Now, legal doctrine is not a perfect analogy for Church Doctrine, but, there are some paralels, in my judgement, unless you are going to throw out the idea of doctrine altogether, or, relegate it to a meaningless position in the "Kingdom" (another legal term).

I know there are other blogs about "Doctrine." Some of them may even be yours. Thus, it seems, this issue must have been raised and answered before. I will now give a hypothetical, just to start some thought or discussion.

It is now the year 2525, and the First Presidency, consisting of Pres. Henry Eying, Pres. Jeff, and Pres. Jared decide to issue the following Statement - "Dear Brothers and Sisters - We all know that the Lord decided to restore the Church in the 19th Century, before the most modern scientific age. Also, most of our canonized scripture was recorded before this period. Previous administrations, acting under the best light available to them, have made certain statements regarding the subject of biological evolution. Since, in the final analysis, exactly how the Lord, the Creator, provided mortal tabernacles for the physical creation, up to and including that of Man, bears no vital teleological relevance to our salvation, we now declare that we will leave all such matters to the realms of science, and continue to focus our exclusive resources on providing unto the world the Ordinances of Salvation for both the Living and the Dead. To the degree that any Scripture or previous pronouncement of the First Presidency attempts to explain the biological, or any other facet of the physical creation, we encourage our members to feel free to consider such as allegorical in nature. Others may also continue to accept them as literal, according to their own conscience and understanding. For the present, let us recognize that all of us, with the exception of little children, are separated from God both physically and spiritually, and, that through the Atonement of Christ and the Ordinances of the Gospel, both of these "deaths" may be overcome."

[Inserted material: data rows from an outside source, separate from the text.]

use anyhow::{Context, Result};
use clap::Parser;
use console::style;
use tracing_subscriber::{layer::SubscriberExt, util::SubscriberInitExt};

use ytsum::extractors::{YoutubeCaptionSource, YtDlpResolver};
use ytsum::summarize::OpenAiSummarizer;
use ytsum::{utils, Cli, Config, ConsolePresenter, SummaryMode, SummaryOptions, SummaryPipeline};

#[tokio::main(flavor = "current_thread")]
async fn main() -> Result<()> {
    let cli = Cli::parse();

    // Initialize tracing; diagnostics go to stderr so stdout only carries the summary
    let default_filter = if cli.verbose { "ytsum=debug" } else { "ytsum=warn" };
    tracing_subscriber::registry()
        .with(
            tracing_subscriber::EnvFilter::try_from_default_env()
                .unwrap_or_else(|_| default_filter.into()),
        )
        .with(tracing_subscriber::fmt::layer().with_writer(std::io::stderr))
        .init();

    let mut config = Config::load().await?;
    if let Some(model) = &cli.model {
        config.llm.model = model.clone();
    }

    if cli.show_config {
        config.display();
        return Ok(());
    }

    // Check for required external dependencies (non-fatal)
    let missing_deps = utils::check_dependencies(&config.app.yt_dlp_path).await;
    if !missing_deps.is_empty() {
        eprintln!("⚠️  Dependency check warnings:");
        for dep in missing_deps {
            eprintln!("   • {}", dep);
        }
        eprintln!("   (Continuing anyway - tools may be available)");
    }

    let video = cli.video.clone().context("A video URL or id is required")?;
    let api_key = cli
        .api_key
        .clone()
        .or_else(|| config.api_key_from_env())
        .with_context(|| {
            format!(
                "Missing API key: set {} or pass --api-key",
                config.llm.api_key_env
            )
        })?;

    let mode = cli
        .mode
        .map(|mode| SummaryMode::from(mode).to_string())
        .unwrap_or_else(|| config.app.default_mode.clone());
    let language = cli
        .lang
        .clone()
        .unwrap_or_else(|| config.app.default_language.clone());

    let options = SummaryOptions::new(video)
        .language(language)
        .mode(mode)
        .max_tokens(Some(cli.max_tokens.unwrap_or(config.llm.max_tokens)))
        .copy_to_clipboard(cli.copy);

    let pipeline = SummaryPipeline::new(
        Box::new(YtDlpResolver::with_path(&config.app.yt_dlp_path).with_progress(!cli.quiet)),
        Box::new(YoutubeCaptionSource::new()?),
        Box::new(OpenAiSummarizer::new(&config.llm, api_key)?.with_progress(!cli.quiet)),
        Box::new(ConsolePresenter::new(cli.format, cli.quiet)),
    );

    tracing::info!("Starting summary for: {}", options.reference);

    match pipeline.run(&options).await {
        Ok(result) => {
            tracing::debug!("Summary has {} characters", result.text.len());
            Ok(())
        }
        Err(e) => {
            if cli.verbose {
                eprintln!(
                    "{} pipeline stopped at stage '{}'",
                    style("Error:").red().bold().for_stderr(),
                    e.stage()
                );
            }
            std::process::exit(1);
        }
    }
}
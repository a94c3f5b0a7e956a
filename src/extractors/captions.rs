use anyhow::Context;
use async_trait::async_trait;
use yt_transcript_rs::api::YouTubeTranscriptApi;

use super::CaptionSource;
use crate::transcript::CaptionSegment;
use crate::Result;

/// Caption source backed by YouTube's transcript endpoints
#[derive(Clone)]
pub struct YoutubeCaptionSource {
    api: YouTubeTranscriptApi,
}

impl YoutubeCaptionSource {
    pub fn new() -> Result<Self> {
        let api = YouTubeTranscriptApi::new(None, None, None)
            .context("Failed to create transcript client")?;
        Ok(Self { api })
    }
}

#[async_trait]
impl CaptionSource for YoutubeCaptionSource {
    async fn fetch_captions(&self, video_id: &str, language: &str) -> Result<Vec<CaptionSegment>> {
        tracing::debug!("Fetching {} captions for video {}", language, video_id);

        let transcript = self
            .api
            .fetch_transcript(video_id, &[language], false)
            .await
            .map_err(|e| anyhow::anyhow!("No '{}' captions for {}: {}", language, video_id, e))?;

        let segments: Vec<CaptionSegment> = transcript
            .snippets
            .into_iter()
            .map(|snippet| CaptionSegment::new(snippet.start, snippet.duration, snippet.text))
            .collect();

        tracing::debug!("Fetched {} caption segments", segments.len());
        Ok(segments)
    }
}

Sincerely, the First Presidency.

(Sorry if this seems like a law school exam question). But, would you consider this hypothetical pronouncement of the First Presidency to be "Doctrine."? Why or why not?

3/15/2005 12:34:00 PM  

Greg, whew! what a question!

You say that this blog will have to do more with doctrine than with science. I agree, but we have to first understand the science that we are applying to the doctrine. This is why Jared and Christian are here, so that we can all make sure that the things we say are fairly representative of both science and Mormonism.

Yes there are many uses of the word doctrine, but I tend to worry primarily about truth. Thus, I define doctrine as prepositional statements, truth statements. The quote that you created for the hypothetical 1st Presidency (which I loved by the way) was not so much a doctrinal statement as it was official policy. If anything it seemed to be saying that some things were not doctrine.

Other definitions of doctrine which are commonly used, even by myself, is 1)the system of beliefs which is officially approved of by the church organization, 2) traditionally or popularly held beliefs by the membership at large, 3) official policy as declared by the church, and I'm sure there are others.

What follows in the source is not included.